Why Tehran won't budge
Whether economic sanctions against states are a useful instrument to compel governments is a question that remains to be answered. A frequent criticism is that unless sanctions are surgically implemented to target specific individuals or firms, they usually do not have much of an impact on a regime and rather the deleterious consequences are felt by the population, as happened in Iraq in the 1990s. In Iran’s case, the sanctions put in place by the UN, the US and the EU have largely failed to dissuade Tehran to abandon its sensitive nuclear program, which certain states believe serves as a front for a nuclear weapons program. Even news of a second round of US-EU sanctions, which would go beyond those already put in place through the UN, appear not to be overly worrying to Tehran.
Why? Three reasons come to mind.
First, the more heated the war of words becomes between Tehran, Washington and Jerusalem, the higher the price of crude, which in recent months has proven a windfall for Tehran’s coffers. Just last week, comments by Israeli Transport Minister Shaul Mofaz to the effect that an Israeli attack against the Iranian nuclear program was virtually “unavoidable” drove up oil prices by nearly 9 percent to a record US$139 a barrel. Consequently, the more the US (John McCain, Hillary Clinton, conservative think-tanks) and Israel (Mofaz, Ehud Olmert, AIPAC) threaten war against Iran, the higher Tehran’s ability to mitigate the impact of economic sanctions becomes. It’s simple. As a major oil producer—the world’s fourth-largest — Iran stands to gain from high oil prices, let alone record-high ones like the one we have experienced in recent weeks.
The second reason why the sanctions probably won’t work is that despite its isolation, Tehran still has important allies — mainly Russia and China. As news broke out on Tuesday of a possible new round of US-EU sanctions, Tehran was withdrawing assets from European banks. It would not be too far-fetched to imagine that it will move them to Chinese or Russian financial institutions instead. As long as the international community remains at odds over Iran, or as long as some states like China and Russia refuse, for various reasons, to follow the US’ lead, countries like Iran will have the means to weather economic sanctions.

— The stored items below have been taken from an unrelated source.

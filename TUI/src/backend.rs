// Backend communication with the Gemini generateContent REST API

use async_trait::async_trait;
use reqwest::{Client, StatusCode};
use serde::{Deserialize, Serialize};
use serde_json::json;
use thiserror::Error;

use crate::config::SolverConfig;
use crate::solve::{SolvePayload, SolveResult};

const SYSTEM_INSTRUCTION: &str = "You are Benny Toon, a world-class, friendly, and super smart mathematics calculator engine.
You help users solve problems in Algebra, Calculus, Trigonometry, Statistics, Geometry, Matrices, and more.

Style Guide:
- Be precise mathematically.
- Be friendly and encouraging (you are a cartoon mascot).
- If the user asks for a graph, generate the data points.
- For matrices, format them clearly in the markdown.
- For calculus, explain the steps (derivatives, integrals).
- If the input is just a simple arithmetic expression (e.g., '2+2'), solve it quickly.";

#[derive(Debug, Error)]
pub enum BackendError {
    #[error("running offline")]
    Offline,
    #[error("request failed: {0}")]
    Http(#[from] reqwest::Error),
    #[error("API error {status}: {message}")]
    Api { status: u16, message: String },
    #[error("solver returned no text")]
    EmptyResponse,
    #[error("response does not match the schema: {0}")]
    Schema(String),
}

/// What the dispatcher hands to a solver for one submission.
#[derive(Debug, Clone, PartialEq)]
pub struct SolveQuery {
    pub expression: String,
    pub context: String,
}

/// Anything that can turn an expression into a structured result.
#[async_trait]
pub trait Solver: Send + Sync {
    async fn solve(&self, query: &SolveQuery) -> Result<SolveResult, BackendError>;
}

/// Solver used with `--offline`: every request fails.
pub struct OfflineSolver;

#[async_trait]
impl Solver for OfflineSolver {
    async fn solve(&self, _query: &SolveQuery) -> Result<SolveResult, BackendError> {
        Err(BackendError::Offline)
    }
}

pub struct GeminiSolver {
    client: Client,
    config: SolverConfig,
}

impl GeminiSolver {
    pub fn new(config: SolverConfig) -> Self {
        Self {
            client: Client::new(),
            config,
        }
    }

    fn endpoint(&self) -> String {
        format!(
            "{}/models/{}:generateContent",
            self.config.base_url.trim_end_matches('/'),
            self.config.model
        )
    }

    fn build_request(&self, query: &SolveQuery) -> GenerateContentRequest {
        let instruction = format!(
            "{}\n\nContext from previous turns: {}\n",
            SYSTEM_INSTRUCTION, query.context
        );

        GenerateContentRequest {
            contents: vec![Content {
                role: Some("user".to_string()),
                parts: vec![Part {
                    text: query.expression.clone(),
                }],
            }],
            system_instruction: Content {
                role: None,
                parts: vec![Part { text: instruction }],
            },
            generation_config: GenerationConfig {
                response_mime_type: "application/json".to_string(),
                response_schema: response_schema(),
                temperature: self.config.temperature,
            },
        }
    }
}

#[async_trait]
impl Solver for GeminiSolver {
    async fn solve(&self, query: &SolveQuery) -> Result<SolveResult, BackendError> {
        let request = self.build_request(query);
        tracing::debug!(model = %self.config.model, "sending generateContent request");

        let response = self
            .client
            .post(self.endpoint())
            .header("x-goog-api-key", &self.config.api_key)
            .json(&request)
            .send()
            .await?;

        let status = response.status();
        if !status.is_success() {
            let body = response.text().await.unwrap_or_default();
            return Err(map_http_error(status, &body));
        }

        let parsed: GenerateContentResponse = response.json().await?;
        let text = extract_text(parsed)?;
        parse_solution(&text)
    }
}

/// Schema the model must follow, in the REST API's OpenAPI subset.
fn response_schema() -> serde_json::Value {
    json!({
        "type": "OBJECT",
        "properties": {
            "solutionMarkdown": {
                "type": "STRING",
                "description": "Step-by-step solution in Markdown format. Use standard text for math, or LaTeX wrapped in $ signs if absolutely necessary, but prefer readable text."
            },
            "finalAnswer": {
                "type": "STRING",
                "description": "The concise final result."
            },
            "isGraphable": {
                "type": "BOOLEAN",
                "description": "True if the result can be visualized on a 2D X/Y Cartesian plane (e.g., a function, a set of points)."
            },
            "graphData": {
                "type": "ARRAY",
                "description": "If isGraphable is true, provide 20-50 sampled (x, y) points to plot the function nicely. Range typically -10 to 10 unless context suggests otherwise.",
                "items": {
                    "type": "OBJECT",
                    "properties": {
                        "x": { "type": "NUMBER" },
                        "y": { "type": "NUMBER" }
                    },
                    "required": ["x", "y"]
                }
            },
            "bennyComment": {
                "type": "STRING",
                "description": "A short, encouraging, friendly remark from 'Benny Toon', the math mascot. Keep it fun and under 20 words."
            }
        },
        "required": ["solutionMarkdown", "finalAnswer", "isGraphable", "bennyComment"]
    })
}

fn extract_text(response: GenerateContentResponse) -> Result<String, BackendError> {
    response
        .candidates
        .into_iter()
        .flatten()
        .next()
        .and_then(|candidate| candidate.content)
        .and_then(|content| content.parts.into_iter().find_map(|part| part.text))
        .filter(|text| !text.trim().is_empty())
        .ok_or(BackendError::EmptyResponse)
}

/// Parse the model's JSON text. Tolerates prose or a code fence around the
/// object by retrying on the outermost `{...}`.
fn parse_solution(text: &str) -> Result<SolveResult, BackendError> {
    let payload: SolvePayload = match serde_json::from_str(text) {
        Ok(p) => p,
        Err(e) => {
            let inner = match (text.find('{'), text.rfind('}')) {
                (Some(start), Some(end)) if start < end => &text[start..=end],
                _ => return Err(BackendError::Schema(e.to_string())),
            };
            serde_json::from_str(inner).map_err(|e| BackendError::Schema(e.to_string()))?
        }
    };

    if payload.final_answer.trim().is_empty() {
        return Err(BackendError::Schema("finalAnswer is empty".to_string()));
    }

    Ok(SolveResult::math(payload))
}

fn map_http_error(status: StatusCode, body: &str) -> BackendError {
    let message = serde_json::from_str::<ErrorWrapper>(body)
        .ok()
        .and_then(|wrapper| {
            let msg = wrapper.error.message?;
            Some(match wrapper.error.status {
                Some(s) if !s.is_empty() => format!("{}: {}", s, msg),
                _ => msg,
            })
        })
        .unwrap_or_else(|| body.to_string());

    BackendError::Api {
        status: status.as_u16(),
        message,
    }
}

#[derive(Debug, Serialize)]
#[serde(rename_all = "camelCase")]
struct GenerateContentRequest {
    contents: Vec<Content>,
    system_instruction: Content,
    generation_config: GenerationConfig,
}

#[derive(Debug, Serialize)]
struct Content {
    #[serde(skip_serializing_if = "Option::is_none")]
    role: Option<String>,
    parts: Vec<Part>,
}

#[derive(Debug, Serialize)]
struct Part {
    text: String,
}

#[derive(Debug, Serialize)]
#[serde(rename_all = "camelCase")]
struct GenerationConfig {
    response_mime_type: String,
    response_schema: serde_json::Value,
    temperature: f32,
}

#[derive(Debug, Deserialize)]
struct GenerateContentResponse {
    #[serde(default)]
    candidates: Option<Vec<Candidate>>,
}

#[derive(Debug, Deserialize)]
struct Candidate {
    #[serde(default)]
    content: Option<CandidateContent>,
}

#[derive(Debug, Deserialize)]
struct CandidateContent {
    #[serde(default)]
    parts: Vec<CandidatePart>,
}

#[derive(Debug, Deserialize)]
struct CandidatePart {
    #[serde(default)]
    text: Option<String>,
}

#[derive(Debug, Deserialize)]
struct ErrorWrapper {
    error: ErrorBody,
}

#[derive(Debug, Deserialize)]
struct ErrorBody {
    #[serde(default)]
    message: Option<String>,
    #[serde(default)]
    status: Option<String>,
}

The third, less obvious reason, is that Iran’s position is becoming increasingly untenable, so much so that some decision-makers may have reached the conclusion that conflict is not only inevitable but desirable. It would not be the first time that a government has appeared to act irrationally (Japan before World War II, or North Korea, readily come to mind) in the face of seemingly insurmountable odds; in fact, when a government comes to see a status quo as untenable, its threat perception and assessment of cost and consequences becomes distorted. While, from the outside, its chosen path seems only to lead to unavoidable defeat or destruction (again, Japan pre-WWII, or Palestinian militants versus Israel), for the actors anything other than the status quo is desirable. In Iran’s case, this could mean that war with Israel and the US would be better than an agreement that forces it to abandon its nuclear work but leaves the Middle East unchanged, which is likely what would happen if peace came under Israeli and US terms (and explains why the Israeli-Palestinian “peace process” has availed to nothing, as it always reflected Israeli, rather than Palestinian, or more equitable, conditions). Also at play are the ramifications of a Shiite resurgence in neighboring Iraq following the US invasion in 2003, which cannot but give Tehran hope of greater regional clout.
Given this situation, the international community can impose any set of sanctions it wants and the end result will be the same. Unless leaders come up with a new Middle East that distributes power more evenly and looks less like a proto Israeli-US empire (or aUS-led Sunni axis), war with Iran at some point will be a likely, if not inevitable, scenario. Mofaz may have made his comment for different reasons, but deep down he was right. It is, perhaps, unavoidable.